[Saved entries]
========================================================================
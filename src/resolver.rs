//! Platform DNS stub file definitions.

use serde::{Deserialize, Serialize};
use std::path::PathBuf;

/// One platform DNS stub file redirecting a development domain to the local
/// nameserver.
///
/// Selected once per run from the host platform. Never field-merged with user
/// data: a user-supplied resolver list replaces the platform defaults
/// wholesale. Writing the file to disk is the execution engine's job; `data`
/// is payload here.
#[derive(Debug, Clone, PartialEq, Eq, Default, Serialize, Deserialize)]
pub struct ResolverDefinition {
    /// Literal file contents.
    #[serde(default)]
    pub data: String,

    /// Filename within `folder`.
    #[serde(default)]
    pub file: String,

    /// Target directory.
    #[serde(default)]
    pub folder: String,

    /// Human-readable label.
    #[serde(default)]
    pub name: String,
}

impl ResolverDefinition {
    /// Full path the stub file would be written to.
    pub fn target_path(&self) -> PathBuf {
        PathBuf::from(&self.folder).join(&self.file)
    }
}

#[cfg(test)]
mod tests {
    use super::*;

    #[test]
    fn target_path_joins_folder_and_file() {
        let resolver = ResolverDefinition {
            folder: "/etc/resolver".to_string(),
            file: "docker.amazee.io".to_string(),
            ..Default::default()
        };
        assert_eq!(
            resolver.target_path(),
            PathBuf::from("/etc/resolver/docker.amazee.io")
        );
    }
}
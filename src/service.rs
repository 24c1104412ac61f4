//! Service definitions and the override merge policy.
//!
//! A [`ServiceDefinition`] is one manageable unit of the local dev
//! environment: a long-running helper container or a one-shot helper action.
//! Engine-specific fields (image, command, mounts, env, and anything the
//! engine adds beyond those) are opaque payload carried through unchanged;
//! the core only looks at them through the merge policy.

use serde::de::{self, Visitor};
use serde::{Deserialize, Deserializer, Serialize, Serializer};
use std::collections::BTreeMap;
use std::fmt;

/// Start-order priority of a service. Lower starts earlier.
///
/// Compared numerically. The configuration file historically encoded weights
/// as fixed-width numeral strings sorted lexically; that encoding is still
/// accepted, and a string-encoded weight remembers its character width so the
/// order resolver can warn when a registry mixes widths (see
/// [`crate::order`]). Width plays no part in equality or ordering.
#[derive(Debug, Clone, Copy, Default)]
pub struct Weight {
    value: i64,
    legacy_width: Option<usize>,
}

impl Weight {
    pub const fn new(value: i64) -> Self {
        Self {
            value,
            legacy_width: None,
        }
    }

    pub fn value(&self) -> i64 {
        self.value
    }

    /// Character width of the original string encoding, if the weight came
    /// from a legacy string-valued configuration entry.
    pub fn legacy_width(&self) -> Option<usize> {
        self.legacy_width
    }
}

impl From<i64> for Weight {
    fn from(value: i64) -> Self {
        Self::new(value)
    }
}

impl PartialEq for Weight {
    fn eq(&self, other: &Self) -> bool {
        self.value == other.value
    }
}

impl Eq for Weight {}

impl PartialOrd for Weight {
    fn partial_cmp(&self, other: &Self) -> Option<std::cmp::Ordering> {
        Some(self.cmp(other))
    }
}

impl Ord for Weight {
    fn cmp(&self, other: &Self) -> std::cmp::Ordering {
        self.value.cmp(&other.value)
    }
}

impl fmt::Display for Weight {
    fn fmt(&self, f: &mut fmt::Formatter<'_>) -> fmt::Result {
        write!(f, "{}", self.value)
    }
}

impl Serialize for Weight {
    fn serialize<S: Serializer>(&self, serializer: S) -> Result<S::Ok, S::Error> {
        serializer.serialize_i64(self.value)
    }
}

impl<'de> Deserialize<'de> for Weight {
    fn deserialize<D: Deserializer<'de>>(deserializer: D) -> Result<Self, D::Error> {
        struct WeightVisitor;

        impl Visitor<'_> for WeightVisitor {
            type Value = Weight;

            fn expecting(&self, f: &mut fmt::Formatter<'_>) -> fmt::Result {
                f.write_str("an integer weight or a legacy numeral string")
            }

            fn visit_i64<E: de::Error>(self, v: i64) -> Result<Weight, E> {
                Ok(Weight::new(v))
            }

            fn visit_u64<E: de::Error>(self, v: u64) -> Result<Weight, E> {
                let value = i64::try_from(v)
                    .map_err(|_| E::custom(format!("weight {} out of range", v)))?;
                Ok(Weight::new(value))
            }

            fn visit_str<E: de::Error>(self, v: &str) -> Result<Weight, E> {
                let value: i64 = v
                    .parse()
                    .map_err(|_| E::custom(format!("invalid weight string {:?}", v)))?;
                Ok(Weight {
                    value,
                    legacy_width: Some(v.len()),
                })
            }
        }

        deserializer.deserialize_any(WeightVisitor)
    }
}

/// One manageable unit in the local dev environment.
///
/// Constructed by the default catalog, replaced or patched only by the
/// registry builder, immutable for the rest of the orchestration run.
#[derive(Debug, Clone, PartialEq, Default, Serialize, Deserialize)]
pub struct ServiceDefinition {
    /// Human-readable label, used in warnings.
    #[serde(default)]
    pub name: String,

    /// Start-order priority.
    #[serde(default)]
    pub weight: Weight,

    /// Container port (e.g. `"80/tcp"`) to host port. `None` means "not
    /// yet configured", which is distinct from an explicit empty map: only
    /// `None` triggers the registry builder's default-port backfill.
    #[serde(default, skip_serializing_if = "Option::is_none")]
    pub port_bindings: Option<BTreeMap<String, String>>,

    #[serde(default, skip_serializing_if = "String::is_empty")]
    pub image: String,

    #[serde(default, skip_serializing_if = "Vec::is_empty")]
    pub command: Vec<String>,

    #[serde(default, skip_serializing_if = "Vec::is_empty")]
    pub env: Vec<String>,

    #[serde(default, skip_serializing_if = "Vec::is_empty")]
    pub mounts: Vec<String>,

    /// Any further engine fields, passed through untouched.
    #[serde(flatten)]
    pub extra: BTreeMap<String, serde_json::Value>,
}

impl ServiceDefinition {
    /// Whether this definition is the zero value. A user entry that
    /// deserialized to the zero value (e.g. an empty table) counts as absent
    /// for merge purposes.
    pub fn is_unset(&self) -> bool {
        *self == Self::default()
    }
}

/// Merge a catalog default with a possibly-absent user override for the same
/// logical service name.
///
/// The policy is whole-value replacement per logical key, never a deep field
/// merge: a non-empty user override wins entirely, an absent or zero-value
/// override yields the catalog default. The registry builder separately
/// re-applies one narrower default (port bindings) afterwards; see
/// [`crate::registry::RegistryBuilder::build`].
pub fn merge_with_default(
    default: &ServiceDefinition,
    user: Option<&ServiceDefinition>,
) -> ServiceDefinition {
    match user {
        Some(over) if !over.is_unset() => over.clone(),
        _ => default.clone(),
    }
}

#[cfg(test)]
mod tests {
    use super::*;

    fn sample(name: &str, weight: i64) -> ServiceDefinition {
        ServiceDefinition {
            name: name.to_string(),
            weight: Weight::new(weight),
            image: format!("example/{}", name),
            ..Default::default()
        }
    }

    #[test]
    fn merge_is_idempotent() {
        let d = sample("proxy", 14);
        assert_eq!(merge_with_default(&d, Some(&d)), d);
    }

    #[test]
    fn merge_passes_default_through_on_absence() {
        let d = sample("proxy", 14);
        assert_eq!(merge_with_default(&d, None), d);
    }

    #[test]
    fn merge_treats_zero_value_override_as_absent() {
        let d = sample("proxy", 14);
        let empty = ServiceDefinition::default();
        assert_eq!(merge_with_default(&d, Some(&empty)), d);
    }

    #[test]
    fn merge_replaces_whole_value() {
        let d = sample("proxy", 14);
        let mut over = sample("custom-proxy", 20);
        over.env = vec!["FOO=bar".to_string()];
        let merged = merge_with_default(&d, Some(&over));
        assert_eq!(merged, over);
        // No field leaks through from the default.
        assert_eq!(merged.image, "example/custom-proxy");
    }

    #[test]
    fn weight_deserializes_from_integer() {
        let def: ServiceDefinition = toml::from_str("weight = 20").unwrap();
        assert_eq!(def.weight.value(), 20);
        assert_eq!(def.weight.legacy_width(), None);
    }

    #[test]
    fn weight_deserializes_from_legacy_string() {
        let def: ServiceDefinition = toml::from_str("weight = \"105\"").unwrap();
        assert_eq!(def.weight.value(), 105);
        assert_eq!(def.weight.legacy_width(), Some(3));
    }

    #[test]
    fn weight_equality_ignores_legacy_width() {
        let from_string: ServiceDefinition = toml::from_str("weight = \"20\"").unwrap();
        assert_eq!(from_string.weight, Weight::new(20));
    }

    #[test]
    fn extra_fields_round_trip_untouched() {
        let def: ServiceDefinition = toml::from_str(
            r#"
image = "example/mail"
restart = "unless-stopped"
labels = { purpose = "mail-capture" }
"#,
        )
        .unwrap();
        assert_eq!(def.extra["restart"], serde_json::json!("unless-stopped"));
        assert_eq!(
            def.extra["labels"],
            serde_json::json!({ "purpose": "mail-capture" })
        );
    }

    #[test]
    fn explicit_empty_port_bindings_differ_from_absent() {
        let absent: ServiceDefinition = toml::from_str("image = \"a\"").unwrap();
        let explicit: ServiceDefinition =
            toml::from_str("image = \"a\"\nport_bindings = {}").unwrap();
        assert!(absent.port_bindings.is_none());
        assert_eq!(explicit.port_bindings, Some(BTreeMap::new()));
    }
}
//! User configuration model.
//!
//! The deserialized view of the optional user override file. Every field is
//! optional: absence stays distinguishable from explicit-empty wherever the
//! default/replace policy depends on it. Parsing lives in [`loader`]; the
//! resolution core only ever sees the structurally valid (possibly empty)
//! result.

use crate::network::NetworkDefinition;
use crate::resolver::ResolverDefinition;
use crate::service::ServiceDefinition;
use serde::{Deserialize, Serialize};
use std::collections::HashMap;

mod loader;
pub mod merge_policy;

pub use loader::ConfigLoader;

/// Root user configuration structure.
#[derive(Debug, Clone, PartialEq, Serialize, Deserialize)]
pub struct UserConfig {
    /// Whether the built-in catalog participates in registry construction.
    #[serde(default = "default_defaults")]
    pub defaults: bool,

    /// Partial or complete service overrides, keyed by logical name.
    #[serde(default, skip_serializing_if = "Option::is_none")]
    pub services: Option<HashMap<String, ServiceDefinition>>,

    /// Replacement resolver set. Supplying any list disables the platform
    /// defaults entirely.
    #[serde(default, skip_serializing_if = "Option::is_none")]
    pub resolvers: Option<Vec<ResolverDefinition>>,

    /// Replacement network map.
    #[serde(default, skip_serializing_if = "Option::is_none")]
    pub networks: Option<HashMap<String, NetworkDefinition>>,

    /// SSH key material or path, opaque to the core.
    #[serde(default, skip_serializing_if = "Option::is_none")]
    pub key: Option<String>,
}

fn default_defaults() -> bool {
    true
}

impl Default for UserConfig {
    fn default() -> Self {
        Self {
            defaults: default_defaults(),
            services: None,
            resolvers: None,
            networks: None,
            key: None,
        }
    }
}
========================================================================
Using the records above, set down exactly the lines from the one with "assert_eq!(explicit.port_bindings, Some(BTreeMap::new()));" through the one with "use crate::service::ServiceDefinition;", inclusive, and nothing more.

TASK ANSWER —
        assert_eq!(explicit.port_bindings, Some(BTreeMap::new()));
    }
}
//! User configuration model.
//!
//! The deserialized view of the optional user override file. Every field is
//! optional: absence stays distinguishable from explicit-empty wherever the
//! default/replace policy depends on it. Parsing lives in [`loader`]; the
//! resolution core only ever sees the structurally valid (possibly empty)
//! result.

use crate::network::NetworkDefinition;
use crate::resolver::ResolverDefinition;
use crate::service::ServiceDefinition;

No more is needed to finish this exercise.